Napolitano v. Branks

128 A.D.2d 686 | N.Y. App. Div. | 1987

In an action to recover damages for personal injuries, the defendants appeal from a judgment of the Supreme Court, Nassau County (Samenga, J.), dated December 13, 1985, which, after an inquest on the issue of damages, is in favor of the plaintiffs and against them in the sum of $47,000.

Ordered that the judgment is reversed, on the law, and a new trial is granted as to damages only, with costs to abide the event.

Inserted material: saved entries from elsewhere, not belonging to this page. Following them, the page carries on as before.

// src/engine/calculator.rs

use chrono::{DateTime, Utc};
use rust_decimal::Decimal;
use rust_decimal_macros::dec;
use uuid::Uuid;

use crate::{
    engine::{
        error::PricingError,
        manual_tier::{effective_tier_or_automatic, TierSource},
        money::{fee_for, fits_minor_units, percent_of, round_money},
        service_override::active_override_for,
        tier_catalog::TierCatalog,
        tier_resolver::DEFAULT_FALLBACK_TIER,
    },
    models::{
        pricing::{
            CommissionType, FeePayer, PaymentBreakdown, PricingSource, PricingTier,
            ServicePricingOverride,
        },
        vendor::VendorPricingState,
    },
};

#[derive(Debug, Clone)]
pub struct EngineSettings {
    /// Casas decimais da moeda (IDR = 0, USD = 2).
    pub minor_units: u32,
    pub fallback_tier_name: String,
}

impl Default for EngineSettings {
    fn default() -> Self {
        Self {
            minor_units: 0,
            fallback_tier_name: DEFAULT_FALLBACK_TIER.to_string(),
        }
    }
}

// Ordem de precedência: override do serviço > tier manual > tier automático
enum PricingDecision<'a> {
    ServiceOverride(&'a ServicePricingOverride),
    ManualTier(&'a PricingTier),
    AutomaticTier(&'a PricingTier),
}

/// Snapshot consistente de tiers e overrides lido no momento da reserva.
#[derive(Debug, Clone)]
pub struct PricingEngine {
    catalog: TierCatalog,
    overrides: Vec<ServicePricingOverride>,
    settings: EngineSettings,
}

impl PricingEngine {
    pub fn new(
        tiers: Vec<PricingTier>,
        overrides: Vec<ServicePricingOverride>,
        settings: EngineSettings,
    ) -> Self {
        Self {
            catalog: TierCatalog::new(tiers),
            overrides,
            settings,
        }
    }

    pub fn catalog(&self) -> &TierCatalog {
        &self.catalog
    }

    pub fn compute_payment(
        &self,
        gross_amount: Decimal,
        service_id: Uuid,
        vendor: &VendorPricingState,
        now: DateTime<Utc>,
    ) -> Result<PaymentBreakdown, PricingError> {
        // Mais casas que a moeda exigiria arredondar o bruto em silêncio
        if gross_amount <= Decimal::ZERO || !fits_minor_units(gross_amount, self.settings.minor_units) {
            return Err(PricingError::InvalidGrossAmount(gross_amount));
        }

        let tiers = self.catalog.list_active_tiers(now);
        let decision = match active_override_for(&self.overrides, service_id, now) {
            Some(o) => PricingDecision::ServiceOverride(o),
            None => {
                let effective = effective_tier_or_automatic(
                    vendor,
                    now,
                    &tiers,
                    &self.settings.fallback_tier_name,
                )?;
                match effective.source {
                    TierSource::Manual => PricingDecision::ManualTier(effective.tier),
                    TierSource::Automatic => PricingDecision::AutomaticTier(effective.tier),
                }
            }
        };

        match decision {
            PricingDecision::ServiceOverride(o) => {
                let tourist_pct = match o.fee_payer {
                    FeePayer::Shared => o.shared_split()?.0,
                    FeePayer::Tourist => dec!(100),
                    FeePayer::Platform | FeePayer::Vendor => Decimal::ZERO,
                };
                let mut breakdown = self.settle(
                    gross_amount,
                    o.override_type,
                    o.override_value,
                    o.fee_payer,
                    tourist_pct,
                    PricingSource::ServiceOverride,
                )?;
                breakdown.override_id = Some(o.id);
                Ok(breakdown)
            }
            PricingDecision::ManualTier(tier) => {
                self.settle_tier(gross_amount, tier, PricingSource::ManualTier)
            }
            PricingDecision::AutomaticTier(tier) => {
                self.settle_tier(gross_amount, tier, PricingSource::AutomaticTier)
            }
        }
    }

    // Fluxo padrão: a plataforma retira a comissão do repasse ao vendedor
    fn settle_tier(
        &self,
        gross: Decimal,
        tier: &PricingTier,
        source: PricingSource,
    ) -> Result<PaymentBreakdown, PricingError> {
        let mut breakdown = self.settle(
            gross,
            tier.commission_type,
            tier.commission_value,
            FeePayer::Vendor,
            Decimal::ZERO,
            source,
        )?;
        breakdown.tier_id = Some(tier.id);
        Ok(breakdown)
    }

    fn settle(
        &self,
        gross: Decimal,
        kind: CommissionType,
        value: Decimal,
        fee_payer: FeePayer,
        tourist_pct: Decimal,
        source: PricingSource,
    ) -> Result<PaymentBreakdown, PricingError> {
        let minor_units = self.settings.minor_units;
        // Aritmética checada: um bruto absurdo vira erro, não pânico
        let out_of_range = || PricingError::InvalidGrossAmount(gross);

        let raw_fee = fee_for(gross, kind, value).ok_or_else(out_of_range)?;
        let commission_amount = round_money(raw_fee, minor_units);
        let tourist_fee_share = round_money(
            percent_of(raw_fee, tourist_pct).ok_or_else(out_of_range)?,
            minor_units,
        );
        let vendor_fee_share = commission_amount
            .checked_sub(tourist_fee_share)
            .ok_or_else(out_of_range)?;

        let vendor_payout_amount = gross.checked_sub(vendor_fee_share).ok_or_else(out_of_range)?;
        if vendor_payout_amount < Decimal::ZERO {
            return Err(PricingError::FeeExceedsGrossAmount { fee: vendor_fee_share, gross });
        }
        let tourist_total_amount = gross.checked_add(tourist_fee_share).ok_or_else(out_of_range)?;

        let commission_rate = match kind {
            CommissionType::Percentage => value,
            CommissionType::Fixed => commission_amount
                .checked_div(gross)
                .and_then(|ratio| ratio.checked_mul(dec!(100)))
                .ok_or_else(out_of_range)?
                .round_dp(4),
        };

        Ok(PaymentBreakdown {
            gross_amount: gross,
            commission_type: kind,
            commission_rate,
            commission_amount,
            vendor_payout_amount,
            tourist_total_amount,
            tourist_fee_share,
            vendor_fee_share,
            fee_payer,
            source,
            tier_id: None,
            override_id: None,
        })
    }
}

After the defendants’ answer was stricken upon their failure to comply with a discovery order, an inquest, restricted solely to the issue of the plaintiffs’ damages, was conducted. At the inquest, however, the court refused to permit the defense counsel to participate, reasoning that by virtue of the defendants’ default, they no longer possessed standing as litigants in the suit. The court, over objection, then precluded *687the defense counsel from cross-examining the plaintiffs’ witnesses, informing him that his participation would be limited to "listening” to the proceedings. The court erred in precluding the defense counsel from participating in the inquest. As the Court of Appeals has observed, "a defendant whose answer is stricken as a result of a default admits all traversable allegations in the complaint, including the basic allegation of liability, but does not admit the plaintiff’s conclusion as to damages” (Rokina Opt. Co. v Camera King, 63 NY2d 728, 730; see also, McClelland v Climax Hosiery Mills, 252 NY 347, 352; Winson Gems v D. Gumbiner, Inc., 85 AD2d 69, 71, affd 57 NY2d 813). Where entry of a default judgment against a defendant is made after an application to the court, as here (see, CPLR 3215 [b]), the defendant is entitled to "full opportunity to cross-examine witnesses, give testimony and offer proof in mitigation of damages” (Reynolds Sec. v Underwriters Bank & Trust Co., 44 NY2d 568, 572; see also, Rokina Opt. Co. v Camera King, supra, at 730). Accordingly, the court’s determination that the defense counsel could not participate at the inquest constituted error necessitating a new trial on the issue of damages.

We have reviewed the defendants’ remaining contentions and find them to be without merit. Bracken, J. P., Weinstein, Spatt and Harwood, JJ., concur.